┌─ Dataset extract
use super::{AudioFormat, FallbackSynthesizer, SynthesizedAudio};
use crate::error::SynthesisError;
use async_trait::async_trait;
use std::ffi::OsString;
use std::io::Read;
use std::process::{Command, Stdio};
use std::time::Duration;
use wait_timeout::ChildExt;

const SYNTH_TIMEOUT: Duration = Duration::from_secs(5);

/// Offline fallback through a local `espeak-ng` binary.
pub struct EspeakFallback {
    binary: String,
    language: String,
}

impl EspeakFallback {
    pub fn new(binary: impl Into<String>, language: impl Into<String>) -> Self {
        Self {
            binary: binary.into(),
            language: language.into(),
        }
    }

    /// Arguments for one synthesis run. The text comes after `--` so chat
    /// content starting with `-` is never parsed as an option.
    fn command_args(language: &str, text: &str) -> Vec<OsString> {
        ["-v", language, "--stdout", "--", text]
            .into_iter()
            .map(OsString::from)
            .collect()
    }

    fn run(binary: &str, language: &str, text: &str) -> Result<Vec<u8>, String> {
        let mut child = Command::new(binary)
            .args(Self::command_args(language, text))
            .stdout(Stdio::piped())
            .stderr(Stdio::piped())
            .spawn()
            .map_err(|e| format!("failed to run {}: {}", binary, e))?;

        // Drain stdout on its own thread so a large WAV can't fill the pipe
        // while we wait on the exit status.
        let mut stdout = child.stdout.take().ok_or("espeak stdout unavailable")?;
        let reader = std::thread::spawn(move || {
            let mut buf = Vec::new();
            stdout.read_to_end(&mut buf).map(|_| buf)
        });

        match child.wait_timeout(SYNTH_TIMEOUT).map_err(|e| e.to_string())? {
            Some(status) if status.success() => reader
                .join()
                .map_err(|_| "espeak reader panicked".to_string())?
                .map_err(|e| e.to_string()),
            Some(_) => {
                let mut err = String::new();
                if let Some(mut stderr) = child.stderr.take() {
                    let _ = stderr.read_to_string(&mut err);
                }
                Err(format!("espeak error: {}", err.trim()))
            }
            None => {
                let _ = child.kill();
                let _ = child.wait();
                Err(format!("espeak timed out after {}s", SYNTH_TIMEOUT.as_secs()))
            }
        }
    }
}

#[async_trait]
impl FallbackSynthesizer for EspeakFallback {
    fn id(&self) -> &'static str {
        "espeak-ng"
    }

    async fn synthesize(&self, text: &str) -> Result<SynthesizedAudio, SynthesisError> {
        let (binary, language, text) = (self.binary.clone(), self.language.clone(), text.to_string());
        let bytes = tokio::task::spawn_blocking(move || Self::run(&binary, &language, &text))
            .await
            .map_err(|e| SynthesisError::FallbackUnavailable(e.to_string()))?
            .map_err(SynthesisError::FallbackUnavailable)?;

        if bytes.is_empty() {
            return Err(SynthesisError::FallbackUnavailable(
                "espeak produced no audio".to_string(),
            ));
        }
        Ok(SynthesizedAudio {
            bytes,
            format: AudioFormat::Wav,
        })
    }
}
└─
== Task brief ==
Bring together each line above where the string "Some" turns up.

== Output ==
            Some(status) if status.success() => reader
            Some(_) => {
                if let Some(mut stderr) = child.stderr.take() {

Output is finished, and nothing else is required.